El capítulo 49 de la Regla benedictina es un
capítulo importante ya que nos habla de modo incisivo de las actitudes
existenciales del monje tal como San Benito lo querría para sus monjes durante
todo el año. Inspirado en la tradición de la Iglesia -en este caso expuesta por el papa San
León-[2]
y en el monacato antiguo describe en síntesis las actitudes y los medios que el
monje ha de adoptar para renovarse cada año durante el tiempo cuaresmal de cara
a la celebración de la Pascua.
“Dos cosas debemos anotar como indicaciones
de gran valor en este capítulo 49 de la
RB dedicado a la Cuaresma.
En primer lugar la mención del Espíritu Santo (en el v. 6)

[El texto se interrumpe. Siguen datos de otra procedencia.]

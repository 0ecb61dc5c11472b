//! FlowRunner – loads a session, executes one graph step, and persists the updated session back
//! to storage.
//!
//! Every call for a given session id is serialised through a per-session async lock, so two
//! requests for the same session can never interleave their load → execute → save cycles. A
//! caller that needs to edit the session before stepping (for instance to put user input into
//! the context) takes a [`SessionLease`], edits it, steps it and releases it while holding the
//! lock the whole time:
//!
//! ```rust,ignore
//! let mut lease = runner.acquire(&session_id).await?;
//! lease.session().context.set("input", payload).await?;
//! let result = runner.step(&mut lease).await?;
//! runner.release(lease).await?;
//! ```
//!
//! [`FlowRunner::run`] is the one-liner for the common case.

use std::sync::Arc;

use dashmap::DashMap;
use tokio::sync::{Mutex, OwnedMutexGuard};

use crate::{
    error::{GraphError, Result},
    graph::{ExecutionResult, Graph},
    storage::{Session, SessionStorage},
};

/// High-level helper that orchestrates the _load → execute → save_ pattern.
#[derive(Clone)]
pub struct FlowRunner {
    graph: Arc<Graph>,
    storage: Arc<dyn SessionStorage>,
    locks: Arc<DashMap<String, Arc<Mutex<()>>>>,
}

/// A session loaded under its lock. Dropping a lease without releasing it
/// discards changes to the session's task position.
#[derive(Debug)]
pub struct SessionLease {
    session: Session,
    _guard: OwnedMutexGuard<()>,
}

impl SessionLease {
    pub fn session(&self) -> &Session {
        &self.session
    }

    pub fn session_mut(&mut self) -> &mut Session {
        &mut self.session
    }
}

impl FlowRunner {
    pub fn new(graph: Arc<Graph>, storage: Arc<dyn SessionStorage>) -> Self {
        Self {
            graph,
            storage,
            locks: Arc::new(DashMap::new()),
        }
    }

    pub fn graph(&self) -> &Arc<Graph> {
        &self.graph
    }

    pub fn storage(&self) -> &Arc<dyn SessionStorage> {
        &self.storage
    }

    /// Create a session positioned on the graph's start task and store it.
    pub async fn open(&self, session_id: impl Into<String>) -> Result<Session> {
        let start = self
            .graph
            .start_task_id()
            .ok_or_else(|| GraphError::TaskNotFound("<start>".to_string()))?;
        let mut session = Session::new_from_task(session_id.into(), &start);
        session.graph_id = self.graph.id.clone();
        self.storage.save(session.clone()).await?;
        Ok(session)
    }

    /// Load a session and hold its lock until the lease is released or dropped.
    pub async fn acquire(&self, session_id: &str) -> Result<SessionLease> {
        let lock = self
            .locks
            .entry(session_id.to_string())
            .or_insert_with(|| Arc::new(Mutex::new(())))
            .clone();
        let guard = lock.clone().lock_owned().await;

        match self.storage.get(session_id).await? {
            Some(session) => Ok(SessionLease {
                session,
                _guard: guard,
            }),
            None => {
                drop(guard);
                // only the table and `lock` still point at it: nobody is waiting
                self.locks.remove_if(session_id, |_, entry| {
                    Arc::ptr_eq(entry, &lock) && Arc::strong_count(entry) == 2
                });
                Err(GraphError::SessionNotFound(session_id.to_string()))
            }
        }
    }

    /// Execute the leased session's current task.
    pub async fn step(&self, lease: &mut SessionLease) -> Result<ExecutionResult> {
        self.graph.execute_session(&mut lease.session).await
    }

    /// Persist the leased session and drop its lock.
    pub async fn release(&self, lease: SessionLease) -> Result<()> {
        self.storage.save(lease.session).await
    }

    /// Execute **exactly one** step for the given `session_id` and persist the updated session.
    pub async fn run(&self, session_id: &str) -> Result<ExecutionResult> {
        let mut lease = self.acquire(session_id).await?;
        let result = self.step(&mut lease).await?;
        self.release(lease).await?;
        Ok(result)
    }

    /// Remove a session and its lock.
    pub async fn forget(&self, session_id: &str) -> Result<()> {
        self.storage.delete(session_id).await?;
        self.locks.remove(session_id);
        Ok(())
    }
}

que pone de relieve la dimensión trinitaria de la
Regla. Y en segundo lugar la visión de la Cuaresma como espera y preparación de la Santa Pascua (v. 8). De esa
manera la ascética queda centrada en el misterio pascual de Cristo”[3].
El ambiente del conjunto, respira todo él
benignidad, serenidad e incluso una invitación a la alegría. No es el lenguaje
habitual de un contestatario de los pecados de la Iglesia y del monacato,
duro, encrespado o trágico. “Encontramos más bien en él una constatación
benigna de la debilidad de los monjes y una invitación esperanzada a vivir, por
lo menos durante la cuaresma, lo que debería ser habitual para los monjes en
todo tiempo”[4].
1. Ideal de la cuaresma
Son muchos los puntos de contacto entre la
vida cristiana y las observancias monásticas. El ideal de la cuaresma se reduce
a llevar una vida íntegra en el presente, y a purificarse del pasado. Una vida
en que la perfección cristiana obtenga todo su esplendor. Esta es precisamente
la idea que tiene el monje al abandonar el mundo; y ésta es al mismo tiempo la
transformación y elevación que se propone la vida monástica. Pero no todo el
mundo es capaz de sostenerse constantemente en este estado de heroísmo. San
Benito se inclina siempre hacia los que son débiles. Los fuertes, al igual que
aquellos monjes antiguos que despiertan nuestra admiración, no necesitan
dedicar un tiempo especial a la propia perfección, porque constantemente,
durante todo el año, trabajan en ella con todas sus fuerzas, ingeniándose con
prácticas especiales por romper con las frecuentes tendencias del hombre imperfecto.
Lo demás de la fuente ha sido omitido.